Deputi Tim Transisi Jokowi-JK, Andi Widjajanto, seusai menerima perwakilan dari Komite Aksi Solidaritas untuk Munir (KASUM) di kantor Tim Transisi, di Jakarta, saat itu mengatakan, pengajuan peninjauan kembali (PK) dilakukan karena adanya novum atau bukti bara.

“Novum itu disebutkan percakapan telepon antara pilot pesawat Garuda Indonesia, Polly-carpus Budihari Priyanto, dan mantan Deputi V Badan Intelijen Negara (BIN) Mayjen (Purn) Muchdi Pr,” kata Andi.

Pengajuan PK diharapkan dapat mendorong Jokowi-JK mengungkap pembunuhan Munir.

Pemerintah Jokowi-JK diharap mengonsolidasikan semua temuan dan fakta-fakta, khususnya rekaman suara Pollycarpus dan Muchdi yang disampaikan Kasum kepada Polri dan Kejaksaan Agung. Jokowi-JK diharapkan dapat memerintahkan Jaksa Agung melakukan PK ke MA berdasarkan fakta-fakta tersebut.

Berdasarkan catatan, TPF menemukan adanya 35 kali sambungan telepon antara Pollycarpus dan kantor Deputi V BIN sebelum dan sesudah Munir tewas. Hasil penyelidikan TPF Munir yang diserahkan ke Presiden SBY namun tak pernah diumumkan itu, sempat bocor juga di situs lokal semacam Wikileaks, Indoleaks.

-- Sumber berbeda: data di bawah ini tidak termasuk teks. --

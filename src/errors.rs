//! # Error Types Module
//!
//! Errors surfaced by the recipe services. Parsing and unit conversion never
//! fail; only invalid requests and collaborator failures reach callers.

use std::time::Duration;

#[derive(Debug, Clone, PartialEq)]
pub enum RecipeError {
    /// Request rejected before any work was done
    InvalidInput(String),
    /// Text generation failed or returned nothing usable
    Generation(String),
    /// Text generation did not answer in time
    Timeout(Duration),
    /// Text generation is failing repeatedly and calls are short-circuited
    CircuitOpen,
    /// Store read or write failed
    Persistence(String),
    NotFound(String),
    Config(String),
}

impl RecipeError {
    pub fn invalid(msg: impl Into<String>) -> Self {
        RecipeError::InvalidInput(msg.into())
    }

    pub fn persistence(err: anyhow::Error) -> Self {
        RecipeError::Persistence(format!("{err:#}"))
    }
}

impl std::fmt::Display for RecipeError {
    fn fmt(&self, f: &mut std::fmt::Formatter<'_>) -> std::fmt::Result {
        match self {
            RecipeError::InvalidInput(msg) => write!(f, "Invalid input: {msg}"),
            RecipeError::Generation(msg) => write!(f, "Recipe generation failed: {msg}"),
            RecipeError::Timeout(limit) => {
                write!(f, "Recipe generation timed out after {}s", limit.as_secs())
            }
            RecipeError::CircuitOpen => write!(
                f,
                "Recipe generation is temporarily unavailable after repeated failures"
            ),
            RecipeError::Persistence(msg) => write!(f, "Failed to save or load data: {msg}"),
            RecipeError::NotFound(msg) => write!(f, "Not found: {msg}"),
            RecipeError::Config(msg) => write!(f, "Configuration error: {msg}"),
        }
    }
}

impl std::error::Error for RecipeError {}

impl From<anyhow::Error> for RecipeError {
    fn from(err: anyhow::Error) -> Self {
        RecipeError::persistence(err)
    }
}
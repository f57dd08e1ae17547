//! # Circuit Breaker Module
//!
//! Stops calling the text generator after repeated failures so that requests
//! fail fast instead of each waiting for the full timeout.

use std::sync::{Mutex, MutexGuard, PoisonError};
use std::time::{Duration, Instant};

use crate::config::BreakerConfig;

#[derive(Debug, Default)]
struct BreakerState {
    failure_count: u32,
    last_failure_time: Option<Instant>,
}

/// Circuit breaker for text generation calls
///
/// # State Machine
///
/// - **Closed**: calls pass through
/// - **Open**: `failure_threshold` consecutive failures; calls fail fast
/// - **Half-Open**: after `reset_secs` one call is let through; its outcome
///   closes or reopens the breaker
#[derive(Debug)]
pub struct CircuitBreaker {
    state: Mutex<BreakerState>,
    config: BreakerConfig,
}

impl CircuitBreaker {
    /// Create a new circuit breaker with the given configuration
    ///
    /// ```rust
    /// use recipe_planner::circuit_breaker::CircuitBreaker;
    /// use recipe_planner::config::BreakerConfig;
    ///
    /// let breaker = CircuitBreaker::new(BreakerConfig::default());
    /// assert!(!breaker.is_open());
    /// ```
    pub fn new(config: BreakerConfig) -> Self {
        Self {
            state: Mutex::new(BreakerState::default()),
            config,
        }
    }

    fn state(&self) -> MutexGuard<'_, BreakerState> {
        self.state.lock().unwrap_or_else(PoisonError::into_inner)
    }

    /// `true` while the failure threshold is reached and the reset window has not elapsed
    pub fn is_open(&self) -> bool {
        let state = self.state();
        if state.failure_count < self.config.failure_threshold {
            return false;
        }
        match state.last_failure_time {
            Some(last) => last.elapsed() < Duration::from_secs(self.config.reset_secs),
            None => false,
        }
    }

    pub fn record_failure(&self) {
        let mut state = self.state();
        state.failure_count = state.failure_count.saturating_add(1);
        state.last_failure_time = Some(Instant::now());
    }

    pub fn record_success(&self) {
        let mut state = self.state();
        state.failure_count = 0;
        state.last_failure_time = None;
    }

    pub fn failure_count(&self) -> u32 {
        self.state().failure_count
    }
}

#[cfg(test)]
mod tests {
    use super::*;

    fn breaker(threshold: u32, reset_secs: u64) -> CircuitBreaker {
        CircuitBreaker::new(BreakerConfig {
            failure_threshold: threshold,
            reset_secs,
        })
    }

    #[test]
    fn test_opens_at_threshold() {
        let breaker = breaker(3, 60);
        breaker.record_failure();
        breaker.record_failure();
        assert!(!breaker.is_open());
        breaker.record_failure();
        assert!(breaker.is_open());
        assert_eq!(breaker.failure_count(), 3);
    }

    #[test]
    fn test_success_closes() {
        let breaker = breaker(1, 60);
        breaker.record_failure();
        assert!(breaker.is_open());
        breaker.record_success();
        assert!(!breaker.is_open());
        assert_eq!(breaker.failure_count(), 0);
    }

    #[test]
    fn test_half_open_after_reset_window() {
        let breaker = breaker(1, 0);
        breaker.record_failure();
        // Zero-length window: the next call is allowed through
        assert!(!breaker.is_open());
        breaker.record_failure();
        assert_eq!(breaker.failure_count(), 2);
    }
}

Usman Hamid mengatakan pembunuhan Munir merupakan akibat dari sebuah pemufakatan jahat dari orang-orang yang memegang kekuasaan pada saat itu. “Munir dibunuh karena kerap mengkritik pemerintah,” kata Usman, awal September 2016.

Kesimpulan TPF kasus Munir tersebut juga dikuatkan oleh majelis hakim saat persidangan Pollycarpus pada 2006 yang menilai pembunuhan Munir adalah sebuah konspirasi. Dalam amar putusannya, majelis hakim berpendapat Pollycarpus masih banyak menyimpan fakta-fakta yang tidak diungkapkan dalam persidangan.

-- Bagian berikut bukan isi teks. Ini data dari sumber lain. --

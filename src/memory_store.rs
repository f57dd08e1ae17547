//! # In-Memory Store
//!
//! [`Store`] implementation that keeps records in process memory. Used when no
//! `DATABASE_URL` is configured and throughout the test suite.

use anyhow::Result;
use async_trait::async_trait;
use serde_json::Value;
use std::collections::HashMap;
use tokio::sync::Mutex;

use crate::db::{matches_all, Filter, MergeFn, Record, Store, UpsertOutcome, ID_FIELD};

#[derive(Debug, Default)]
struct Tables {
    next_id: i64,
    rows: HashMap<String, Vec<Record>>,
}

impl Tables {
    fn insert(&mut self, table: &str, mut record: Record) -> Record {
        self.next_id += 1;
        record.insert(ID_FIELD.to_string(), Value::from(self.next_id));
        self.rows
            .entry(table.to_string())
            .or_default()
            .push(record.clone());
        record
    }
}

#[derive(Debug, Default)]
pub struct MemoryStore {
    tables: Mutex<Tables>,
}

impl MemoryStore {
    pub fn new() -> Self {
        Self::default()
    }

    /// Number of records currently held in `table`
    pub async fn count(&self, table: &str) -> usize {
        self.tables
            .lock()
            .await
            .rows
            .get(table)
            .map_or(0, Vec::len)
    }
}

#[async_trait]
impl Store for MemoryStore {
    async fn insert(&self, table: &str, record: Record) -> Result<Record> {
        Ok(self.tables.lock().await.insert(table, record))
    }

    async fn select(&self, table: &str, filters: &[Filter]) -> Result<Vec<Record>> {
        let tables = self.tables.lock().await;
        Ok(tables
            .rows
            .get(table)
            .map(|rows| {
                rows.iter()
                    .filter(|row| matches_all(filters, row))
                    .cloned()
                    .collect()
            })
            .unwrap_or_default())
    }

    async fn update(&self, table: &str, filters: &[Filter], patch: Record) -> Result<Vec<Record>> {
        let mut tables = self.tables.lock().await;
        let Some(rows) = tables.rows.get_mut(table) else {
            return Ok(Vec::new());
        };

        let mut updated = Vec::new();
        for row in rows.iter_mut().filter(|row| matches_all(filters, row)) {
            for (field, value) in &patch {
                if field != ID_FIELD {
                    row.insert(field.clone(), value.clone());
                }
            }
            updated.push(row.clone());
        }
        Ok(updated)
    }

    async fn delete(&self, table: &str, filters: &[Filter]) -> Result<u64> {
        let mut tables = self.tables.lock().await;
        let Some(rows) = tables.rows.get_mut(table) else {
            return Ok(0);
        };

        let before = rows.len();
        rows.retain(|row| !matches_all(filters, row));
        Ok((before - rows.len()) as u64)
    }

    async fn upsert_with(
        &self,
        table: &str,
        key: &[Filter],
        record: Record,
        merge: MergeFn<'_>,
    ) -> Result<UpsertOutcome> {
        let mut tables = self.tables.lock().await;

        let existing = tables
            .rows
            .get_mut(table)
            .and_then(|rows| rows.iter_mut().find(|row| matches_all(key, row)));

        if let Some(row) = existing {
            let id = row.get(ID_FIELD).cloned();
            merge(row);
            if let Some(id) = id {
                row.insert(ID_FIELD.to_string(), id);
            }
            return Ok(UpsertOutcome::Merged(row.clone()));
        }

        Ok(UpsertOutcome::Inserted(tables.insert(table, record)))
    }
}
//! Shared helpers for integration tests

#![allow(dead_code)]

use std::collections::VecDeque;
use std::sync::{Arc, Mutex};

use async_trait::async_trait;
use recipe_planner::config::GenerationConfig;
use recipe_planner::db::Store;
use recipe_planner::errors::RecipeError;
use recipe_planner::memory_store::MemoryStore;
use recipe_planner::price_table::PriceTable;
use recipe_planner::recipe_service::RecipeService;
use recipe_planner::text_generator::TextGenerator;

pub const THREE_RECIPES: &str = include_str!("../fixtures/three_recipes.txt");

/// Text generator that replays queued responses in order
#[derive(Default)]
pub struct ScriptedGenerator {
    responses: Mutex<VecDeque<Result<String, RecipeError>>>,
    prompts: Mutex<Vec<String>>,
}

impl ScriptedGenerator {
    pub fn new() -> Arc<Self> {
        Arc::new(Self::default())
    }

    pub fn push(&self, response: &str) {
        self.responses.lock().unwrap().push_back(Ok(response.to_string()));
    }

    pub fn push_error(&self, error: RecipeError) {
        self.responses.lock().unwrap().push_back(Err(error));
    }

    pub fn prompts(&self) -> Vec<String> {
        self.prompts.lock().unwrap().clone()
    }
}

#[async_trait]
impl TextGenerator for ScriptedGenerator {
    async fn generate(&self, prompt: &str, _temperature: f32) -> Result<String, RecipeError> {
        self.prompts.lock().unwrap().push(prompt.to_string());
        self.responses
            .lock()
            .unwrap()
            .pop_front()
            .unwrap_or_else(|| Err(RecipeError::Generation("no scripted response left".into())))
    }
}

pub struct TestApp {
    pub generator: Arc<ScriptedGenerator>,
    pub store: Arc<dyn Store>,
    pub prices: Arc<PriceTable>,
    pub recipes: RecipeService,
}

pub fn test_app() -> TestApp {
    let generator = ScriptedGenerator::new();
    let store: Arc<dyn Store> = Arc::new(MemoryStore::new());
    let prices = Arc::new(PriceTable::builtin());
    let recipes = RecipeService::new(
        generator.clone(),
        store.clone(),
        prices.clone(),
        GenerationConfig::default(),
    );
    TestApp {
        generator,
        store,
        prices,
        recipes,
    }
}
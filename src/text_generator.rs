//! # Text Generator
//!
//! The text-generation collaborator: given a prompt, return one completion.
//!
//! [`OpenAiClient`] talks to an OpenAI-compatible `/chat/completions` endpoint.
//! Every call is bounded by a timeout and guarded by a [`CircuitBreaker`]; no
//! retries are attempted.

use std::time::Duration;

use async_trait::async_trait;
use reqwest::Client;
use serde::{Deserialize, Serialize};
use tracing::{debug, warn};

use crate::circuit_breaker::CircuitBreaker;
use crate::config::{AppConfig, BreakerConfig};
use crate::errors::RecipeError;

pub const SYSTEM_PROMPT: &str = "You are a helpful chef and nutritionist.";

#[async_trait]
pub trait TextGenerator: Send + Sync {
    async fn generate(&self, prompt: &str, temperature: f32) -> Result<String, RecipeError>;
}

#[derive(Debug, Serialize, Deserialize, Clone, PartialEq)]
pub struct ChatMessage {
    pub role: String,
    pub content: String,
}

impl ChatMessage {
    fn new(role: &str, content: &str) -> Self {
        Self {
            role: role.to_string(),
            content: content.to_string(),
        }
    }
}

#[derive(Debug, Serialize, Clone)]
pub struct ChatCompletionRequest {
    pub model: String,
    pub messages: Vec<ChatMessage>,
    #[serde(skip_serializing_if = "Option::is_none")]
    pub temperature: Option<f32>,
}

#[derive(Debug, Deserialize, Clone)]
pub struct ChatChoice {
    pub message: ChatMessage,
}

#[derive(Debug, Deserialize, Clone)]
pub struct ChatCompletionResponse {
    #[serde(default)]
    pub choices: Vec<ChatChoice>,
}

impl ChatCompletionResponse {
    /// Content of the first choice, if it has any text
    pub fn first_content(&self) -> Option<&str> {
        self.choices
            .first()
            .map(|choice| choice.message.content.trim())
            .filter(|content| !content.is_empty())
    }
}

/// Chat-completions client with timeout and circuit breaker
#[derive(Debug)]
pub struct OpenAiClient {
    client: Client,
    api_key: String,
    base_url: String,
    model: String,
    timeout: Duration,
    breaker: CircuitBreaker,
}

impl OpenAiClient {
    pub fn new(
        api_key: &str,
        base_url: &str,
        model: &str,
        timeout: Duration,
        breaker: BreakerConfig,
    ) -> Self {
        Self {
            client: Client::new(),
            api_key: api_key.to_string(),
            base_url: base_url.trim_end_matches('/').to_string(),
            model: model.to_string(),
            timeout,
            breaker: CircuitBreaker::new(breaker),
        }
    }

    pub fn from_config(config: &AppConfig) -> Result<Self, RecipeError> {
        Ok(Self::new(
            config.require_api_key()?,
            &config.openai_base_url,
            &config.generation.model,
            config.generation.timeout(),
            config.breaker.clone(),
        ))
    }

    fn request(&self, prompt: &str, temperature: f32) -> ChatCompletionRequest {
        ChatCompletionRequest {
            model: self.model.clone(),
            messages: vec![
                ChatMessage::new("system", SYSTEM_PROMPT),
                ChatMessage::new("user", prompt),
            ],
            temperature: Some(temperature),
        }
    }

    async fn call(&self, request: &ChatCompletionRequest) -> Result<String, RecipeError> {
        let url = format!("{}/chat/completions", self.base_url);
        let response = self
            .client
            .post(&url)
            .bearer_auth(&self.api_key)
            .json(request)
            .send()
            .await
            .map_err(|e| RecipeError::Generation(format!("request failed: {e}")))?;

        let status = response.status();
        if !status.is_success() {
            let body = response
                .text()
                .await
                .unwrap_or_else(|_| "Failed to read error body".to_string());
            return Err(RecipeError::Generation(format!("API error {status}: {body}")));
        }

        let completion: ChatCompletionResponse = response
            .json()
            .await
            .map_err(|e| RecipeError::Generation(format!("invalid response: {e}")))?;
        completion
            .first_content()
            .map(String::from)
            .ok_or_else(|| RecipeError::Generation("empty completion".to_string()))
    }
}

#[async_trait]
impl TextGenerator for OpenAiClient {
    async fn generate(&self, prompt: &str, temperature: f32) -> Result<String, RecipeError> {
        if self.breaker.is_open() {
            warn!(failures = self.breaker.failure_count(), "Text generation circuit is open");
            return Err(RecipeError::CircuitOpen);
        }

        let request = self.request(prompt, temperature);
        let result = match tokio::time::timeout(self.timeout, self.call(&request)).await {
            Ok(result) => result,
            Err(_) => Err(RecipeError::Timeout(self.timeout)),
        };

        match &result {
            Ok(content) => {
                self.breaker.record_success();
                debug!(model = %self.model, chars = content.len(), "Received completion");
            }
            Err(err) => {
                self.breaker.record_failure();
                warn!(model = %self.model, error = %err, "Text generation failed");
            }
        }
        result
    }
}

#[cfg(test)]
mod tests {
    use super::*;
    use serde_json::json;

    #[test]
    fn test_request_shape() -> anyhow::Result<()> {
        let client = OpenAiClient::new(
            "key",
            "https://example.test/v1/",
            "gpt-3.5-turbo",
            Duration::from_secs(5),
            BreakerConfig::default(),
        );
        let value = serde_json::to_value(client.request("Make soup", 0.7))?;

        assert_eq!(value["model"], json!("gpt-3.5-turbo"));
        assert_eq!(value["messages"][0]["role"], json!("system"));
        assert_eq!(value["messages"][1]["content"], json!("Make soup"));
        assert!((value["temperature"].as_f64().unwrap() - 0.7).abs() < 1e-6);
        assert_eq!(client.base_url, "https://example.test/v1");
        Ok(())
    }

    #[test]
    fn test_first_content() -> anyhow::Result<()> {
        let response: ChatCompletionResponse = serde_json::from_value(json!({
            "choices": [{"message": {"role": "assistant", "content": "  RECIPE 1: Soup  "}}]
        }))?;
        assert_eq!(response.first_content(), Some("RECIPE 1: Soup"));

        let empty: ChatCompletionResponse = serde_json::from_value(json!({"choices": []}))?;
        assert_eq!(empty.first_content(), None);
        Ok(())
    }

    #[tokio::test]
    async fn test_unreachable_endpoint_fails_and_trips_breaker() {
        let client = OpenAiClient::new(
            "key",
            "http://127.0.0.1:9",
            "gpt-3.5-turbo",
            Duration::from_secs(5),
            BreakerConfig {
                failure_threshold: 1,
                reset_secs: 60,
            },
        );

        let first = client.generate("prompt", 0.7).await;
        assert!(matches!(
            first,
            Err(RecipeError::Generation(_)) | Err(RecipeError::Timeout(_))
        ));
        assert_eq!(client.generate("prompt", 0.7).await, Err(RecipeError::CircuitOpen));
    }
}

Sementara itu, pada 2008, saat Mahkamah Agung memvonis Pollycarpus dengan hukuman 20 tahun penjara, MA mengatakan motif pembunuhan Munir tidak bisa dipastikan. Namun, ada kemungkinan pembunuhan Munir dilatarbelakangi urusan politik. “Saat memvonis Pollycarpus, MA berpendapat Munir dibunuh dianggap membahayakan pemerintah, ” kata Usman.

Awal September 2016, serangkaian kegiatan bertajuk malam menyimak Munir digelar dalam rangka merawat ingatan bersama.

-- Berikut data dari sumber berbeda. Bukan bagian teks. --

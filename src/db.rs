//! # Database Module
//!
//! Generic record persistence used by every service.
//!
//! Records are JSON objects stored per logical table (`recipes`, `grocery_items`,
//! `user_preferences`, `recipe_ratings`). The store assigns each record an
//! integer `id`. [`PgStore`] keeps them in a single PostgreSQL table with a
//! JSONB payload; [`crate::memory_store::MemoryStore`] keeps them in process.

use anyhow::{anyhow, Context, Result};
use async_trait::async_trait;
use serde::{de::DeserializeOwned, Serialize};
use serde_json::{Map, Value};
use sqlx::postgres::PgRow;
use sqlx::types::Json;
use sqlx::{PgPool, Postgres, QueryBuilder, Row};
use tracing::{debug, info};

/// A stored row: a JSON object that carries its `id` once persisted
pub type Record = Map<String, Value>;

/// Field holding the store-assigned identifier
pub const ID_FIELD: &str = "id";

pub const RECIPES_TABLE: &str = "recipes";
pub const GROCERY_ITEMS_TABLE: &str = "grocery_items";
pub const USER_PREFERENCES_TABLE: &str = "user_preferences";
pub const RECIPE_RATINGS_TABLE: &str = "recipe_ratings";

/// Row filter applied to a record field
#[derive(Debug, Clone, PartialEq)]
pub enum Filter {
    Eq(String, Value),
    Lte(String, f64),
    Gte(String, f64),
}

impl Filter {
    pub fn eq(field: &str, value: impl Into<Value>) -> Self {
        Filter::Eq(field.to_string(), value.into())
    }

    pub fn lte(field: &str, bound: f64) -> Self {
        Filter::Lte(field.to_string(), bound)
    }

    pub fn gte(field: &str, bound: f64) -> Self {
        Filter::Gte(field.to_string(), bound)
    }

    pub fn matches(&self, record: &Record) -> bool {
        match self {
            Filter::Eq(field, expected) => record.get(field) == Some(expected),
            Filter::Lte(field, bound) => numeric_field(record, field).is_some_and(|n| n <= *bound),
            Filter::Gte(field, bound) => numeric_field(record, field).is_some_and(|n| n >= *bound),
        }
    }
}

/// Range filters only compare JSON numbers
fn numeric_field(record: &Record, field: &str) -> Option<f64> {
    record.get(field).and_then(Value::as_f64)
}

pub fn matches_all(filters: &[Filter], record: &Record) -> bool {
    filters.iter().all(|filter| filter.matches(record))
}

/// Identifier of a persisted record
pub fn record_id(record: &Record) -> Option<i64> {
    record.get(ID_FIELD).and_then(Value::as_i64)
}

/// Result of [`Store::upsert_with`]
#[derive(Debug, Clone, PartialEq)]
pub enum UpsertOutcome {
    Inserted(Record),
    Merged(Record),
}

impl UpsertOutcome {
    pub fn record(&self) -> &Record {
        match self {
            UpsertOutcome::Inserted(record) | UpsertOutcome::Merged(record) => record,
        }
    }

    pub fn is_merged(&self) -> bool {
        matches!(self, UpsertOutcome::Merged(_))
    }
}

/// Applied to the existing record when an upsert finds a match
pub type MergeFn<'a> = &'a (dyn Fn(&mut Record) + Send + Sync);

/// Persistence collaborator.
///
/// `upsert_with` is atomic: concurrent calls with the same key never both insert.
#[async_trait]
pub trait Store: Send + Sync {
    async fn insert(&self, table: &str, record: Record) -> Result<Record>;

    /// Matching records in insertion order
    async fn select(&self, table: &str, filters: &[Filter]) -> Result<Vec<Record>>;

    /// Shallow-merge `patch` into every matching record and return the updated records
    async fn update(&self, table: &str, filters: &[Filter], patch: Record) -> Result<Vec<Record>>;

    async fn delete(&self, table: &str, filters: &[Filter]) -> Result<u64>;

    /// Merge into the first record matching `key`, or insert `record` when none does
    async fn upsert_with(
        &self,
        table: &str,
        key: &[Filter],
        record: Record,
        merge: MergeFn<'_>,
    ) -> Result<UpsertOutcome>;
}

/// Serialize a value into a record
pub fn to_record<T: Serialize>(value: &T) -> Result<Record> {
    match serde_json::to_value(value).context("Failed to serialize record")? {
        Value::Object(map) => Ok(map),
        other => Err(anyhow!("Expected a JSON object, got {other}")),
    }
}

/// Deserialize a record into a typed row
pub fn from_record<T: DeserializeOwned>(record: Record) -> Result<T> {
    serde_json::from_value(Value::Object(record)).context("Failed to decode record")
}

/// PostgreSQL-backed store
#[derive(Debug, Clone)]
pub struct PgStore {
    pool: PgPool,
}

/// Initialize the database schema
pub async fn init_database_schema(pool: &PgPool) -> Result<()> {
    info!("Initializing database schema...");

    sqlx::query(
        "CREATE TABLE IF NOT EXISTS store_records (
            id BIGSERIAL PRIMARY KEY,
            table_name TEXT NOT NULL,
            data JSONB NOT NULL,
            created_at TIMESTAMPTZ NOT NULL DEFAULT NOW()
        )",
    )
    .execute(pool)
    .await
    .context("Failed to create store_records table")?;

    sqlx::query("CREATE INDEX IF NOT EXISTS store_records_table_idx ON store_records (table_name)")
        .execute(pool)
        .await
        .context("Failed to create table_name index")?;

    sqlx::query(
        "CREATE INDEX IF NOT EXISTS store_records_data_idx ON store_records USING GIN (data)",
    )
    .execute(pool)
    .await
    .context("Failed to create data index")?;

    info!("Database schema initialized successfully");
    Ok(())
}

impl PgStore {
    pub fn new(pool: PgPool) -> Self {
        Self { pool }
    }

    /// Connect and make sure the schema exists
    pub async fn connect(database_url: &str) -> Result<Self> {
        let pool = PgPool::connect(database_url)
            .await
            .context("Failed to connect to database")?;
        init_database_schema(&pool).await?;
        Ok(Self::new(pool))
    }

    pub fn pool(&self) -> &PgPool {
        &self.pool
    }
}

fn push_filters(builder: &mut QueryBuilder<'_, Postgres>, table: &str, filters: &[Filter]) {
    builder.push(" WHERE table_name = ").push_bind(table.to_string());
    for filter in filters {
        builder.push(" AND ");
        match filter {
            Filter::Eq(field, value) if field == ID_FIELD => {
                let id = value
                    .as_i64()
                    .or_else(|| value.as_str().and_then(|s| s.parse().ok()));
                builder.push("id = ").push_bind(id);
            }
            Filter::Eq(field, value) => {
                builder
                    .push("data -> ")
                    .push_bind(field.clone())
                    .push(" = ")
                    .push_bind(Json(value.clone()));
            }
            Filter::Lte(field, bound) => {
                push_number(builder, field);
                builder.push(" <= ").push_bind(*bound);
            }
            Filter::Gte(field, bound) => {
                push_number(builder, field);
                builder.push(" >= ").push_bind(*bound);
            }
        }
    }
}

/// The field as float8 when it holds a JSON number, NULL otherwise
fn push_number(builder: &mut QueryBuilder<'_, Postgres>, field: &str) {
    builder
        .push("(CASE WHEN jsonb_typeof(data -> ")
        .push_bind(field.to_string())
        .push(") = 'number' THEN (data ->> ")
        .push_bind(field.to_string())
        .push(")::float8 END)");
}

const INSERT_RECORD: &str =
    "INSERT INTO store_records (table_name, data) VALUES ($1, $2) RETURNING id, data";

fn row_to_record(row: &PgRow) -> Result<Record> {
    let id: i64 = row.try_get("id").context("Missing id column")?;
    let Json(data): Json<Value> = row.try_get("data").context("Missing data column")?;
    let mut record = match data {
        Value::Object(map) => map,
        _ => Map::new(),
    };
    record.insert(ID_FIELD.to_string(), Value::from(id));
    Ok(record)
}

#[async_trait]
impl Store for PgStore {
    async fn insert(&self, table: &str, mut record: Record) -> Result<Record> {
        record.remove(ID_FIELD);
        let row = sqlx::query(INSERT_RECORD)
            .bind(table)
            .bind(Json(Value::Object(record)))
            .fetch_one(&self.pool)
            .await
            .with_context(|| format!("Failed to insert into {table}"))?;

        let record = row_to_record(&row)?;
        debug!(table, id = ?record_id(&record), "Inserted record");
        Ok(record)
    }

    async fn select(&self, table: &str, filters: &[Filter]) -> Result<Vec<Record>> {
        let mut builder = QueryBuilder::new("SELECT id, data FROM store_records");
        push_filters(&mut builder, table, filters);
        builder.push(" ORDER BY id");

        let rows = builder
            .build()
            .fetch_all(&self.pool)
            .await
            .with_context(|| format!("Failed to select from {table}"))?;
        rows.iter().map(row_to_record).collect()
    }

    async fn update(
        &self,
        table: &str,
        filters: &[Filter],
        mut patch: Record,
    ) -> Result<Vec<Record>> {
        patch.remove(ID_FIELD);
        let mut builder = QueryBuilder::new("UPDATE store_records SET data = data || ");
        builder.push_bind(Json(Value::Object(patch)));
        push_filters(&mut builder, table, filters);
        builder.push(" RETURNING id, data");

        let rows = builder
            .build()
            .fetch_all(&self.pool)
            .await
            .with_context(|| format!("Failed to update {table}"))?;
        rows.iter().map(row_to_record).collect()
    }

    async fn delete(&self, table: &str, filters: &[Filter]) -> Result<u64> {
        let mut builder = QueryBuilder::new("DELETE FROM store_records");
        push_filters(&mut builder, table, filters);

        let result = builder
            .build()
            .execute(&self.pool)
            .await
            .with_context(|| format!("Failed to delete from {table}"))?;
        Ok(result.rows_affected())
    }

    async fn upsert_with(
        &self,
        table: &str,
        key: &[Filter],
        mut record: Record,
        merge: MergeFn<'_>,
    ) -> Result<UpsertOutcome> {
        let mut tx = self.pool.begin().await.context("Failed to begin transaction")?;

        // Serializes writers for the same key, including the insert-when-missing path
        let lock_key = format!("{table}:{key:?}");
        sqlx::query("SELECT pg_advisory_xact_lock(hashtext($1))")
            .bind(&lock_key)
            .execute(&mut *tx)
            .await
            .context("Failed to acquire upsert lock")?;

        let mut builder = QueryBuilder::new("SELECT id, data FROM store_records");
        push_filters(&mut builder, table, key);
        builder.push(" ORDER BY id LIMIT 1 FOR UPDATE");
        let existing = builder
            .build()
            .fetch_optional(&mut *tx)
            .await
            .with_context(|| format!("Failed to look up existing record in {table}"))?;

        let outcome = match existing {
            Some(row) => {
                let mut current = row_to_record(&row)?;
                let id = record_id(&current).context("Existing record has no id")?;
                merge(&mut current);
                current.remove(ID_FIELD);
                let row = sqlx::query(
                    "UPDATE store_records SET data = $1 WHERE id = $2 RETURNING id, data",
                )
                .bind(Json(Value::Object(current)))
                .bind(id)
                .fetch_one(&mut *tx)
                .await
                .with_context(|| format!("Failed to merge record in {table}"))?;
                UpsertOutcome::Merged(row_to_record(&row)?)
            }
            None => {
                record.remove(ID_FIELD);
                let row = sqlx::query(INSERT_RECORD)
                    .bind(table)
                    .bind(Json(Value::Object(record)))
                    .fetch_one(&mut *tx)
                    .await
                    .with_context(|| format!("Failed to insert into {table}"))?;
                UpsertOutcome::Inserted(row_to_record(&row)?)
            }
        };

        tx.commit().await.context("Failed to commit upsert")?;
        Ok(outcome)
    }
}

Omah Munir bekerjasama dengan LBH Jakarta, KontraS dan beberapa lembaga lainnya mengadakan pemutaran film tentang Munir di setiap malamnya disertai dengan diskusi di akhir pemutaran film. Animo masyarakat khususnya anak-anak muda terhadap sosok Munir terlihat antusias.

Suciwati Munir, istri almarhum, mengatakan anak-anak muda lah yang memiliki peranan yang sangat besar untuk meneruskan pemikiran-pemikiran Munir, sehingga walaupun Munir sudah tiada tetapi perjuangannya akan tetap hidup di hati orang-orang. Suciwati mengatakan harapan untuk penuntasan kasus Munir akan terus diperjuangkan tanpa letih.

Munir dibunuh 14 tahun lalu. Dan kini kita masih harus terus mencari para pembunuhnya dan menyeretnya ke pengadilan, walau mereka kini masih ada di lorong-lorong kekuasaan. [Didit Sidarta]

[Tulisan ini diunggah ulang dari tulisan sama 2 tahun lalu, dengan beberapa penambahan/pengurangan]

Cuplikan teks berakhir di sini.